- YOUR OBJECTIVE -
Restate the records below word for word, leaving nothing out.
----------
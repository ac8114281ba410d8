use alloc::sync::Arc;
use core::ops::Deref;

use crate::{
    any::{Instance, TypeKey},
    dependency_resolver::Dependency,
    errors::ResolveErrorKind,
};

/// A dependency resolved through its abstraction `Dep`.
pub struct Inject<Dep: ?Sized>(pub Arc<Dep>);

impl<Dep: ?Sized> Inject<Dep> {
    #[inline]
    #[must_use]
    pub fn into_inner(self) -> Arc<Dep> {
        self.0
    }
}

impl<Dep: ?Sized> Deref for Inject<Dep> {
    type Target = Dep;

    #[inline]
    fn deref(&self) -> &Self::Target {
        &self.0
    }
}

impl<Dep: ?Sized + Send + Sync + 'static> Dependency for Inject<Dep> {
    #[inline]
    fn type_key() -> TypeKey {
        TypeKey::of::<Dep>()
    }

    fn from_instance(instance: &Instance) -> Result<Self, ResolveErrorKind> {
        instance.downcast::<Dep>().map(Self).ok_or_else(|| ResolveErrorKind::IncorrectType {
            expected: TypeKey::of::<Dep>(),
            actual: instance.type_key().id(),
        })
    }
}
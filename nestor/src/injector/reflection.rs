use alloc::sync::Arc;
use core::any::Any;
use tracing::{debug, error};

use super::{pool::ArgsPool, Injector};
use crate::{
    any::TypeKey,
    descriptor::{MemberDescriptor, Object},
    errors::ResolveErrorKind,
    metadata::TypeMetadataCache,
    resolver::Resolver,
};

/// Reads the metadata on every call and invokes the erased members with pooled argument vectors.
pub struct ReflectionInjector {
    metadata: Arc<TypeMetadataCache>,
    args: ArgsPool,
}

impl ReflectionInjector {
    #[inline]
    #[must_use]
    pub fn new() -> Self {
        Self::with_metadata(Arc::new(TypeMetadataCache::new()))
    }

    #[inline]
    #[must_use]
    pub fn with_metadata(metadata: Arc<TypeMetadataCache>) -> Self {
        Self {
            metadata,
            args: ArgsPool::new(),
        }
    }

    fn apply(
        &self,
        member: &MemberDescriptor,
        object: &mut (dyn Any + Send + Sync + 'static),
        resolver: &dyn Resolver,
    ) -> Result<(), ResolveErrorKind> {
        let params = member.params();
        let mut args = self.args.rent(params.len());
        for param in params {
            args.push(resolver.get_object(*param)?);
        }

        (member.apply)(object, &args)?;
        self.args.give_back(params.len(), args);

        debug!(member = member.name(), "Injected");
        Ok(())
    }
}

impl Default for ReflectionInjector {
    fn default() -> Self {
        Self::new()
    }
}

impl Injector for ReflectionInjector {
    #[inline]
    fn metadata(&self) -> &TypeMetadataCache {
        &self.metadata
    }

    fn create_object(&self, type_key: TypeKey, resolver: &dyn Resolver) -> Result<Object, ResolveErrorKind> {
        let info = self.metadata.get_info(type_key);

        if let Some(constructor) = info.constructor() {
            let params = constructor.params();
            let mut args = self.args.rent(params.len());
            for param in params {
                args.push(resolver.get_object(*param)?);
            }

            let object = (constructor.invoke)(&args)?;
            self.args.give_back(params.len(), args);
            return Ok(object);
        }

        if let Some(allocate) = info.allocator() {
            debug!("Allocated without constructor");
            return Ok(allocate());
        }

        let err = ResolveErrorKind::AbstractType { type_key };
        error!("{}", err);
        Err(err)
    }

    fn inject(
        &self,
        type_key: TypeKey,
        object: &mut (dyn Any + Send + Sync + 'static),
        resolver: &dyn Resolver,
    ) -> Result<(), ResolveErrorKind> {
        let info = self.metadata.get_info(type_key);

        let members = info.fields().iter().chain(info.properties()).chain(info.methods());
        for member in members {
            self.apply(member, object, resolver)?;
        }
        Ok(())
    }
}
----------
- ANSWER TO THIS EXERCISE -
repository ac8114281ba410d8
use alloc::sync::Arc;
use core::ops::Deref;

use crate::{
    any::{Instance, TypeKey},
    dependency_resolver::Dependency,
    errors::ResolveErrorKind,
};

/// A dependency resolved through its abstraction `Dep`.
pub struct Inject<Dep: ?Sized>(pub Arc<Dep>);

impl<Dep: ?Sized> Inject<Dep> {
    #[inline]
    #[must_use]
    pub fn into_inner(self) -> Arc<Dep> {
        self.0
    }
}

impl<Dep: ?Sized> Deref for Inject<Dep> {
    type Target = Dep;

    #[inline]
    fn deref(&self) -> &Self::Target {
        &self.0
    }
}

impl<Dep: ?Sized + Send + Sync + 'static> Dependency for Inject<Dep> {
    #[inline]
    fn type_key() -> TypeKey {
        TypeKey::of::<Dep>()
    }

    fn from_instance(instance: &Instance) -> Result<Self, ResolveErrorKind> {
        instance.downcast::<Dep>().map(Self).ok_or_else(|| ResolveErrorKind::IncorrectType {
            expected: TypeKey::of::<Dep>(),
            actual: instance.type_key().id(),
        })
    }
}
filename nestor/src/injector/reflection.rs
use alloc::sync::Arc;
use core::any::Any;
use tracing::{debug, error};

use super::{pool::ArgsPool, Injector};
use crate::{
    any::TypeKey,
    descriptor::{MemberDescriptor, Object},
    errors::ResolveErrorKind,
    metadata::TypeMetadataCache,
    resolver::Resolver,
};

/// Reads the metadata on every call and invokes the erased members with pooled argument vectors.
pub struct ReflectionInjector {
    metadata: Arc<TypeMetadataCache>,
    args: ArgsPool,
}

impl ReflectionInjector {
    #[inline]
    #[must_use]
    pub fn new() -> Self {
        Self::with_metadata(Arc::new(TypeMetadataCache::new()))
    }

    #[inline]
    #[must_use]
    pub fn with_metadata(metadata: Arc<TypeMetadataCache>) -> Self {
        Self {
            metadata,
            args: ArgsPool::new(),
        }
    }

    fn apply(
        &self,
        member: &MemberDescriptor,
        object: &mut (dyn Any + Send + Sync + 'static),
        resolver: &dyn Resolver,
    ) -> Result<(), ResolveErrorKind> {
        let params = member.params();
        let mut args = self.args.rent(params.len());
        for param in params {
            args.push(resolver.get_object(*param)?);
        }

        (member.apply)(object, &args)?;
        self.args.give_back(params.len(), args);

        debug!(member = member.name(), "Injected");
        Ok(())
    }
}

impl Default for ReflectionInjector {
    fn default() -> Self {
        Self::new()
    }
}

impl Injector for ReflectionInjector {
    #[inline]
    fn metadata(&self) -> &TypeMetadataCache {
        &self.metadata
    }

    fn create_object(&self, type_key: TypeKey, resolver: &dyn Resolver) -> Result<Object, ResolveErrorKind> {
        let info = self.metadata.get_info(type_key);

        if let Some(constructor) = info.constructor() {
            let params = constructor.params();
            let mut args = self.args.rent(params.len());
            for param in params {
                args.push(resolver.get_object(*param)?);
            }

            let object = (constructor.invoke)(&args)?;
            self.args.give_back(params.len(), args);
            return Ok(object);
        }

        if let Some(allocate) = info.allocator() {
            debug!("Allocated without constructor");
            return Ok(allocate());
        }

        let err = ResolveErrorKind::AbstractType { type_key };
        error!("{}", err);
        Err(err)
    }

    fn inject(
        &self,
        type_key: TypeKey,
        object: &mut (dyn Any + Send + Sync + 'static),
        resolver: &dyn Resolver,
    ) -> Result<(), ResolveErrorKind> {
        let info = self.metadata.get_info(type_key);

        let members = info.fields().iter().chain(info.properties()).chain(info.methods());
        for member in members {
            self.apply(member, object, resolver)?;
        }
        Ok(())
    }
}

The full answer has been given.